I had my last lesson with her when I was 50 and she was 87! She was a wonderful lady who was a straight talker. She had so much wisdom and knowledge, a very firm hand and a huge heart. I miss her so much but try to live out what she instilled in me as both singer and teacher.

She came to all my concerts and first nights but loved more than anything that I was carrying on her teaching and passing it in to others. I try!

Career Highlights?

There were many highlights. I travelled the world for starters and saw places in Europe, USA, Middle East and Far East that I would never otherwise have seen. Although I sang in opera, the concert platform was always my first love and where I felt most at home. I loved recital work and will never forget my Wigmore Hall recital debut in 1991, which was very special. I’ve sung countless Messiah’s and Bach Oratorios and I never get tired of them and I will always remember singing the first performance of the Messiah since the Russian Revolution in the Symphony Hall and Hermitage Theatre in St Petersburg.

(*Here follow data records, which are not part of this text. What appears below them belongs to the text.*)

#[derive(Debug, Clone, Copy, PartialEq, Eq, Hash)]
pub(crate) enum PaymentStatus {
    Paid,
    Unpaid,
}

impl PaymentStatus {
    pub(crate) fn as_str(&self) -> &'static str {
        match self {
            Self::Paid => "Paid",
            Self::Unpaid => "Unpaid",
        }
    }

    pub(crate) fn parse(s: &str) -> Option<Self> {
        match s.trim().to_lowercase().as_str() {
            "paid" | "yes" | "y" => Some(Self::Paid),
            "unpaid" | "no" | "n" | "open" => Some(Self::Unpaid),
            _ => None,
        }
    }

    pub(crate) fn all() -> &'static [PaymentStatus] {
        &[Self::Unpaid, Self::Paid]
    }

    pub(crate) fn toggled(self) -> Self {
        match self {
            Self::Paid => Self::Unpaid,
            Self::Unpaid => Self::Paid,
        }
    }
}

impl std::fmt::Display for PaymentStatus {
    fn fmt(&self, f: &mut std::fmt::Formatter<'_>) -> std::fmt::Result {
        write!(f, "{}", self.as_str())
    }
}
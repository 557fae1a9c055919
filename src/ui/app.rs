use anyhow::Result;
use chrono::NaiveDate;
use rust_decimal::Decimal;
use std::collections::HashSet;

use crate::config::Config;
use crate::models::{Currency, LedgerKind, Record, RecordId, StoredRecord};
use crate::query::{self, Filter, GroupBy, GroupTotal, Measure, TextMatch};
use crate::store::RecordStore;
use crate::ui::util::clamp_cursor;

#[derive(Debug, Clone, Copy, PartialEq, Eq)]
pub(crate) enum Screen {
    Dashboard,
    Records,
    Summary,
}

impl Screen {
    pub(crate) fn all() -> &'static [Screen] {
        &[Self::Dashboard, Self::Records, Self::Summary]
    }
}

impl std::fmt::Display for Screen {
    fn fmt(&self, f: &mut std::fmt::Formatter<'_>) -> std::fmt::Result {
        match self {
            Self::Dashboard => write!(f, "Dashboard"),
            Self::Records => write!(f, "Records"),
            Self::Summary => write!(f, "Summary"),
        }
    }
}

#[derive(Debug, Clone, Copy, PartialEq, Eq)]
pub(crate) enum InputMode {
    Normal,
    Command,
    Search,
    Editing,
    Confirm,
}

impl std::fmt::Display for InputMode {
    fn fmt(&self, f: &mut std::fmt::Formatter<'_>) -> std::fmt::Result {
        match self {
            Self::Normal => write!(f, "NORMAL"),
            Self::Command => write!(f, "COMMAND"),
            Self::Search => write!(f, "SEARCH"),
            Self::Editing => write!(f, "EDIT"),
            Self::Confirm => write!(f, "CONFIRM"),
        }
    }
}

/// Pending action that requires user confirmation.
#[derive(Debug, Clone)]
pub(crate) enum PendingAction {
    DeleteRecord { id: RecordId, label: String },
    MarkPaid { ids: HashSet<RecordId> },
    Import { source: String, records: Vec<Record> },
}

pub(crate) struct App {
    pub(crate) running: bool,
    pub(crate) screen: Screen,
    pub(crate) input_mode: InputMode,
    pub(crate) command_input: String,
    pub(crate) search_input: String,
    pub(crate) status_message: String,
    pub(crate) show_help: bool,
    pub(crate) config: Config,

    // View criteria. The live search is kept apart from `filter` so clearing
    // one never drops the other.
    pub(crate) filter: Filter,
    pub(crate) search: Option<TextMatch>,
    pub(crate) group_by: GroupBy,

    // The other ledger of a `--memory` session, kept until switched back
    pub(crate) parked: Option<(LedgerKind, RecordStore)>,

    // Derived from the store on every refresh
    pub(crate) ledger: LedgerKind,
    pub(crate) store_len: usize,
    pub(crate) records: Vec<StoredRecord>,
    pub(crate) view_totals: Vec<(Currency, Decimal)>,
    pub(crate) owed_totals: Vec<(Currency, Decimal)>,
    pub(crate) unpaid_count: usize,
    pub(crate) group_totals: Vec<GroupTotal>,
    pub(crate) date_span: Option<(NaiveDate, NaiveDate)>,

    // Records
    pub(crate) record_index: usize,
    pub(crate) record_scroll: usize,

    // Summary
    pub(crate) summary_index: usize,
    pub(crate) summary_scroll: usize,

    // Inline edit target
    pub(crate) editing: Option<RecordId>,

    // Confirmation
    pub(crate) pending_action: Option<PendingAction>,
    pub(crate) confirm_message: String,

    // Layout (updated each render frame)
    pub(crate) visible_rows: usize,
}

impl App {
    pub(crate) fn new(config: Config) -> Self {
        Self {
            running: true,
            screen: Screen::Dashboard,
            input_mode: InputMode::Normal,
            command_input: String::new(),
            search_input: String::new(),
            status_message: String::new(),
            show_help: false,
            ledger: config.ledger,
            config,

            filter: Filter::default(),
            search: None,
            group_by: GroupBy::Company,

            parked: None,

            store_len: 0,
            records: Vec::new(),
            view_totals: Vec::new(),
            owed_totals: Vec::new(),
            unpaid_count: 0,
            group_totals: Vec::new(),
            date_span: None,

            record_index: 0,
            record_scroll: 0,

            summary_index: 0,
            summary_scroll: 0,

            editing: None,

            pending_action: None,
            confirm_message: String::new(),

            visible_rows: 20,
        }
    }

    /// Re-derive the filtered view and every aggregate from the store.
    pub(crate) fn refresh(&mut self, store: &RecordStore) {
        let view: Vec<&StoredRecord> = query::filter(store.all(), &self.filter)
            .into_iter()
            .filter(|r| self.search.as_ref().map_or(true, |s| s.is_match(&r.company)))
            .collect();

        self.store_len = store.len();
        self.view_totals = query::totals_by_currency(view.iter().copied());
        self.owed_totals = if store.schema().has_status() {
            query::totals_by_currency(view.iter().copied().filter(|r| r.is_unpaid()))
        } else {
            self.view_totals.clone()
        };
        self.unpaid_count = view.iter().filter(|r| r.is_unpaid()).count();
        self.group_totals =
            query::group_totals(view.iter().copied(), self.group_by, Measure::TotalPrice);
        self.date_span = query::date_span(view.iter().copied());
        self.records = view.into_iter().cloned().collect();

        clamp_cursor(
            &mut self.record_index,
            &mut self.record_scroll,
            self.records.len(),
        );
        clamp_cursor(
            &mut self.summary_index,
            &mut self.summary_scroll,
            self.group_totals.len(),
        );
    }

    /// The live `/` search narrows the filtered view by company.
    pub(crate) fn apply_search(&mut self, store: &RecordStore) {
        self.search = TextMatch::contains(&self.search_input);
        self.record_index = 0;
        self.record_scroll = 0;
        self.refresh(store);
    }

    pub(crate) fn selected_record(&self) -> Option<&StoredRecord> {
        self.records.get(self.record_index)
    }

    /// Ids of the rows in the current view that are still unpaid.
    pub(crate) fn unpaid_in_view(&self) -> HashSet<RecordId> {
        self.records
            .iter()
            .filter(|r| r.is_unpaid())
            .map(|r| r.id)
            .collect()
    }

    /// Swap the active store for `kind`. File-backed ledgers are reopened from
    /// disk; a session-only ledger is parked and handed back on the next switch.
    pub(crate) fn switch_ledger(&mut self, kind: LedgerKind, store: &mut RecordStore) -> Result<()> {
        if kind != self.ledger {
            let next = match self.parked.take() {
                Some((parked_kind, parked)) if parked_kind == kind => parked,
                _ => self.config.open_store(kind)?,
            };
            let previous = std::mem::replace(store, next);
            if self.config.in_memory {
                self.parked = Some((self.ledger, previous));
            }
            self.ledger = kind;
        }
        self.filter = Filter::default();
        self.search = None;
        self.search_input.clear();
        self.record_index = 0;
        self.record_scroll = 0;
        self.refresh(store);
        tracing::info!(ledger = %kind, records = store.len(), "switched ledger");
        Ok(())
    }

    pub(crate) fn records_page(&self) -> usize {
        self.visible_rows.saturating_sub(3).max(1)
    }

    pub(crate) fn summary_page(&self) -> usize {
        self.visible_rows.saturating_sub(3).max(1)
    }

    pub(crate) fn set_status(&mut self, msg: impl Into<String>) {
        self.status_message = msg.into();
    }
}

The first time I sang some of the mezzo ”˜dream’ works (Sea Pictures; Dream of Gerontius; Verdi Requiem; Das Lied von der Erde) was hugely exciting. I have many special memories singing at some big events in the Royal Albert Hall in London and I will never forget rehearsing at Sir Yehudi Menuhin’shouse in Gstaad, Switzerland for his 75th birthday concert with the RPO. (I loved the rehearsals more than the concert!).

In opera, I always loved hearing the overture before the curtain went up and working with Nikolaus Harnoncourt at Zurich Opera House was wonderful. He was a lovely man.

To me, the real work was the process and the highlights of the performances seemed to pass in a flash. My favourite thing ever was the weekly ongoing work I did with my teacher, accompanists and coaches in the studio trying to perfect my craft so that I could always do my best when the big moment came.

My most memorable RCS moment?

Goodness. That’s a hard one to answer. I have many anecdotes, some of which are hilarious, however graduation is always lovely. I always love celebrating with my students the culmination of all our hard work. It’s always a really good day.

My advice to students at this moment?

This time shall pass so make the most of what you have for today and don’t worry about tomorrow. Do what you can, not what you can’t. Count your blessings. Stay positive. There is always someone worse off than you.

Describe RCS in three words.

Colourful. Eventful. Challenging. I love it. Sorry, that’s six words!